**Stored data entries**
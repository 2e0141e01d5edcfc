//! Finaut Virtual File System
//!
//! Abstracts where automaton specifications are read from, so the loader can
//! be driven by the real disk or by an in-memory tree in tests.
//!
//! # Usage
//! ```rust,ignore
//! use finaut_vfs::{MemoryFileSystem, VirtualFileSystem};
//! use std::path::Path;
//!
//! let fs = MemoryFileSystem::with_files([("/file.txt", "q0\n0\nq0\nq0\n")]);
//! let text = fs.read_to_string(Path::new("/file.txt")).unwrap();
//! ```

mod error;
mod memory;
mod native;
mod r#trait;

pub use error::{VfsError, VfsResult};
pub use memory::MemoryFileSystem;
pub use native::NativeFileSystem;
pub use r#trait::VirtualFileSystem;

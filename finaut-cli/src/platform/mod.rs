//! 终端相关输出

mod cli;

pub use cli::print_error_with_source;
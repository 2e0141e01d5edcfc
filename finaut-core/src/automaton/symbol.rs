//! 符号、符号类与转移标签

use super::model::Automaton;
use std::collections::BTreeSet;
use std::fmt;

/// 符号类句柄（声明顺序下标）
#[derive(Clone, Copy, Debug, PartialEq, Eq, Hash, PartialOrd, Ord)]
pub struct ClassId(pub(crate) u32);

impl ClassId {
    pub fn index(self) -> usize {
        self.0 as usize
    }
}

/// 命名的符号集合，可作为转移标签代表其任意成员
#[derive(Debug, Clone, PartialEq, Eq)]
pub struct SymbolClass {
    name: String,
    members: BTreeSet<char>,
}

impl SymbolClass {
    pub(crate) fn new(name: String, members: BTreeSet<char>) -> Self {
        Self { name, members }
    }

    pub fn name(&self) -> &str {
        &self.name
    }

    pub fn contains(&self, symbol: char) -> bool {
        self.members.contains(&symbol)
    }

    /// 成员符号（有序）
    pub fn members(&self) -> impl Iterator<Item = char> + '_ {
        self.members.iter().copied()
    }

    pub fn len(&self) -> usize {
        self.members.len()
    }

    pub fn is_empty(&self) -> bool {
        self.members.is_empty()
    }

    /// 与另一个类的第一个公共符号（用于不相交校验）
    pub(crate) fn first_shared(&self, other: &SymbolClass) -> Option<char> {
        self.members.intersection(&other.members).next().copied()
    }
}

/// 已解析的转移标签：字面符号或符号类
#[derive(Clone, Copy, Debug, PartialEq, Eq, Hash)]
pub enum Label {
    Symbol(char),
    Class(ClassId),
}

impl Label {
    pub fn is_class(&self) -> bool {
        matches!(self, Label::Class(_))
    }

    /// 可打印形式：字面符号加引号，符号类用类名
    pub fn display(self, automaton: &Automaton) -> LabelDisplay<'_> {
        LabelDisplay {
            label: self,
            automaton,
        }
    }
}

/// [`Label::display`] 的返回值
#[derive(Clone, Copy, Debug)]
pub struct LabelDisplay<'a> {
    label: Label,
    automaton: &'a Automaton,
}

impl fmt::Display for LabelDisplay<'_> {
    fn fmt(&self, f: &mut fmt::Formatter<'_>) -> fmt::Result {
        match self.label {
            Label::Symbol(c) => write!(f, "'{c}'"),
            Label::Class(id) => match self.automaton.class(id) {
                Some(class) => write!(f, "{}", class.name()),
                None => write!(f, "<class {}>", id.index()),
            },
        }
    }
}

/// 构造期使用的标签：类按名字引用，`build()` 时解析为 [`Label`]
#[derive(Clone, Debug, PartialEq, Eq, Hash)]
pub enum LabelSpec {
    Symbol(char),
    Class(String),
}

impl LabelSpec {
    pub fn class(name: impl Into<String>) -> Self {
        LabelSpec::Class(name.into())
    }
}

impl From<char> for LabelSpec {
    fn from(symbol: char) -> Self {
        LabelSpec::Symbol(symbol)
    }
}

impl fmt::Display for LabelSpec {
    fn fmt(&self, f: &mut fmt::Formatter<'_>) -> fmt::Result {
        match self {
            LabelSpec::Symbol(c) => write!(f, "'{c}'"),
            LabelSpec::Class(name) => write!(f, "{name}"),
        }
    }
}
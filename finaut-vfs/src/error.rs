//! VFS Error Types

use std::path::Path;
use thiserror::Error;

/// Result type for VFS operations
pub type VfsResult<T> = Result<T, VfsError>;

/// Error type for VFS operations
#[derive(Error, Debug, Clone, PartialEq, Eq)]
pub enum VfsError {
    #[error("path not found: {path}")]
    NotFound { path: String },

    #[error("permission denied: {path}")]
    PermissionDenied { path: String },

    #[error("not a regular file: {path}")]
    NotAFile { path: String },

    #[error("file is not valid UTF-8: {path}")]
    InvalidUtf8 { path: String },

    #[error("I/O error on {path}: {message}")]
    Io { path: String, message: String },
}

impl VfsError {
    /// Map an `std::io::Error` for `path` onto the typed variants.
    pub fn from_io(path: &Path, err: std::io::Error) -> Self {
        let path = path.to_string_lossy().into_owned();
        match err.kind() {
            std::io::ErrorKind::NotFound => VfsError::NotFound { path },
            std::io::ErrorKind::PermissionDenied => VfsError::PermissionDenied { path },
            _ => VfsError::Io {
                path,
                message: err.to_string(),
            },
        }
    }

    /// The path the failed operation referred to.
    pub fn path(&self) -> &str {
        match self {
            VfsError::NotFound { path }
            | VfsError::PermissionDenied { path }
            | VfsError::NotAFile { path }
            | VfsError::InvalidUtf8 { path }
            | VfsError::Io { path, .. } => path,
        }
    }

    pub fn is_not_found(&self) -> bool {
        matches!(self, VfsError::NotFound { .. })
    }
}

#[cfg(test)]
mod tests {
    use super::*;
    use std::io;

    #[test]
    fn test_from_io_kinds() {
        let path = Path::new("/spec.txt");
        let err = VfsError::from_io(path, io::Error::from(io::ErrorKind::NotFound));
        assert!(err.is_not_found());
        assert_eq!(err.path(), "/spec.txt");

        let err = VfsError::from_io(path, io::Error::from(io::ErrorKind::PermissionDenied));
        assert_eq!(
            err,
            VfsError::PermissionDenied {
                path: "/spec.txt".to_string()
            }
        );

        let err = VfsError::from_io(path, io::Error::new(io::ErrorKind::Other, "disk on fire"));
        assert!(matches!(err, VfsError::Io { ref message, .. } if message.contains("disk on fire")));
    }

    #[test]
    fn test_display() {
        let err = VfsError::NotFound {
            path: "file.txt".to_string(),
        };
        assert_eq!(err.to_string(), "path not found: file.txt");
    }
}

**What the exercise asks**
Each of the lines above should be printed again precisely as it reads.

**Task solution**
repository 2e0141e01d5edcfc
//! Finaut Virtual File System
//!
//! Abstracts where automaton specifications are read from, so the loader can
//! be driven by the real disk or by an in-memory tree in tests.
//!
//! # Usage
//! ```rust,ignore
//! use finaut_vfs::{MemoryFileSystem, VirtualFileSystem};
//! use std::path::Path;
//!
//! let fs = MemoryFileSystem::with_files([("/file.txt", "q0\n0\nq0\nq0\n")]);
//! let text = fs.read_to_string(Path::new("/file.txt")).unwrap();
//! ```

mod error;
mod memory;
mod native;
mod r#trait;

pub use error::{VfsError, VfsResult};
pub use memory::MemoryFileSystem;
pub use native::NativeFileSystem;
pub use r#trait::VirtualFileSystem;

filename finaut-cli/src/platform/mod.rs
//! 终端相关输出

mod cli;

pub use cli::print_error_with_source;
repository 2e0141e01d5edcfc
filename finaut-core/src/automaton/symbol.rs
//! 符号、符号类与转移标签

use super::model::Automaton;
use std::collections::BTreeSet;
use std::fmt;

/// 符号类句柄（声明顺序下标）
#[derive(Clone, Copy, Debug, PartialEq, Eq, Hash, PartialOrd, Ord)]
pub struct ClassId(pub(crate) u32);

impl ClassId {
    pub fn index(self) -> usize {
        self.0 as usize
    }
}

/// 命名的符号集合，可作为转移标签代表其任意成员
#[derive(Debug, Clone, PartialEq, Eq)]
pub struct SymbolClass {
    name: String,
    members: BTreeSet<char>,
}

impl SymbolClass {
    pub(crate) fn new(name: String, members: BTreeSet<char>) -> Self {
        Self { name, members }
    }

    pub fn name(&self) -> &str {
        &self.name
    }

    pub fn contains(&self, symbol: char) -> bool {
        self.members.contains(&symbol)
    }

    /// 成员符号（有序）
    pub fn members(&self) -> impl Iterator<Item = char> + '_ {
        self.members.iter().copied()
    }

    pub fn len(&self) -> usize {
        self.members.len()
    }

    pub fn is_empty(&self) -> bool {
        self.members.is_empty()
    }

    /// 与另一个类的第一个公共符号（用于不相交校验）
    pub(crate) fn first_shared(&self, other: &SymbolClass) -> Option<char> {
        self.members.intersection(&other.members).next().copied()
    }
}

/// 已解析的转移标签：字面符号或符号类
#[derive(Clone, Copy, Debug, PartialEq, Eq, Hash)]
pub enum Label {
    Symbol(char),
    Class(ClassId),
}

impl Label {
    pub fn is_class(&self) -> bool {
        matches!(self, Label::Class(_))
    }

    /// 可打印形式：字面符号加引号，符号类用类名
    pub fn display(self, automaton: &Automaton) -> LabelDisplay<'_> {
        LabelDisplay {
            label: self,
            automaton,
        }
    }
}

/// [`Label::display`] 的返回值
#[derive(Clone, Copy, Debug)]
pub struct LabelDisplay<'a> {
    label: Label,
    automaton: &'a Automaton,
}

impl fmt::Display for LabelDisplay<'_> {
    fn fmt(&self, f: &mut fmt::Formatter<'_>) -> fmt::Result {
        match self.label {
            Label::Symbol(c) => write!(f, "'{c}'"),
            Label::Class(id) => match self.automaton.class(id) {
                Some(class) => write!(f, "{}", class.name()),
                None => write!(f, "<class {}>", id.index()),
            },
        }
    }
}

/// 构造期使用的标签：类按名字引用，`build()` 时解析为 [`Label`]
#[derive(Clone, Debug, PartialEq, Eq, Hash)]
pub enum LabelSpec {
    Symbol(char),
    Class(String),
}

impl LabelSpec {
    pub fn class(name: impl Into<String>) -> Self {
        LabelSpec::Class(name.into())
    }
}

impl From<char> for LabelSpec {
    fn from(symbol: char) -> Self {
        LabelSpec::Symbol(symbol)
    }
}

impl fmt::Display for LabelSpec {
    fn fmt(&self, f: &mut fmt::Formatter<'_>) -> fmt::Result {
        match self {
            LabelSpec::Symbol(c) => write!(f, "'{c}'"),
            LabelSpec::Class(name) => write!(f, "{name}"),
        }
    }
}
filename finaut-vfs/src/error.rs
//! VFS Error Types

use std::path::Path;
use thiserror::Error;

/// Result type for VFS operations
pub type VfsResult<T> = Result<T, VfsError>;

/// Error type for VFS operations
#[derive(Error, Debug, Clone, PartialEq, Eq)]
pub enum VfsError {
    #[error("path not found: {path}")]
    NotFound { path: String },

    #[error("permission denied: {path}")]
    PermissionDenied { path: String },

    #[error("not a regular file: {path}")]
    NotAFile { path: String },

    #[error("file is not valid UTF-8: {path}")]
    InvalidUtf8 { path: String },

    #[error("I/O error on {path}: {message}")]
    Io { path: String, message: String },
}

impl VfsError {
    /// Map an `std::io::Error` for `path` onto the typed variants.
    pub fn from_io(path: &Path, err: std::io::Error) -> Self {
        let path = path.to_string_lossy().into_owned();
        match err.kind() {
            std::io::ErrorKind::NotFound => VfsError::NotFound { path },
            std::io::ErrorKind::PermissionDenied => VfsError::PermissionDenied { path },
            _ => VfsError::Io {
                path,
                message: err.to_string(),
            },
        }
    }

    /// The path the failed operation referred to.
    pub fn path(&self) -> &str {
        match self {
            VfsError::NotFound { path }
            | VfsError::PermissionDenied { path }
            | VfsError::NotAFile { path }
            | VfsError::InvalidUtf8 { path }
            | VfsError::Io { path, .. } => path,
        }
    }

    pub fn is_not_found(&self) -> bool {
        matches!(self, VfsError::NotFound { .. })
    }
}

#[cfg(test)]
mod tests {
    use super::*;
    use std::io;

    #[test]
    fn test_from_io_kinds() {
        let path = Path::new("/spec.txt");
        let err = VfsError::from_io(path, io::Error::from(io::ErrorKind::NotFound));
        assert!(err.is_not_found());
        assert_eq!(err.path(), "/spec.txt");

        let err = VfsError::from_io(path, io::Error::from(io::ErrorKind::PermissionDenied));
        assert_eq!(
            err,
            VfsError::PermissionDenied {
                path: "/spec.txt".to_string()
            }
        );

        let err = VfsError::from_io(path, io::Error::new(io::ErrorKind::Other, "disk on fire"));
        assert!(matches!(err, VfsError::Io { ref message, .. } if message.contains("disk on fire")));
    }

    #[test]
    fn test_display() {
        let err = VfsError::NotFound {
            path: "file.txt".to_string(),
        };
        assert_eq!(err.to_string(), "path not found: file.txt");
    }
}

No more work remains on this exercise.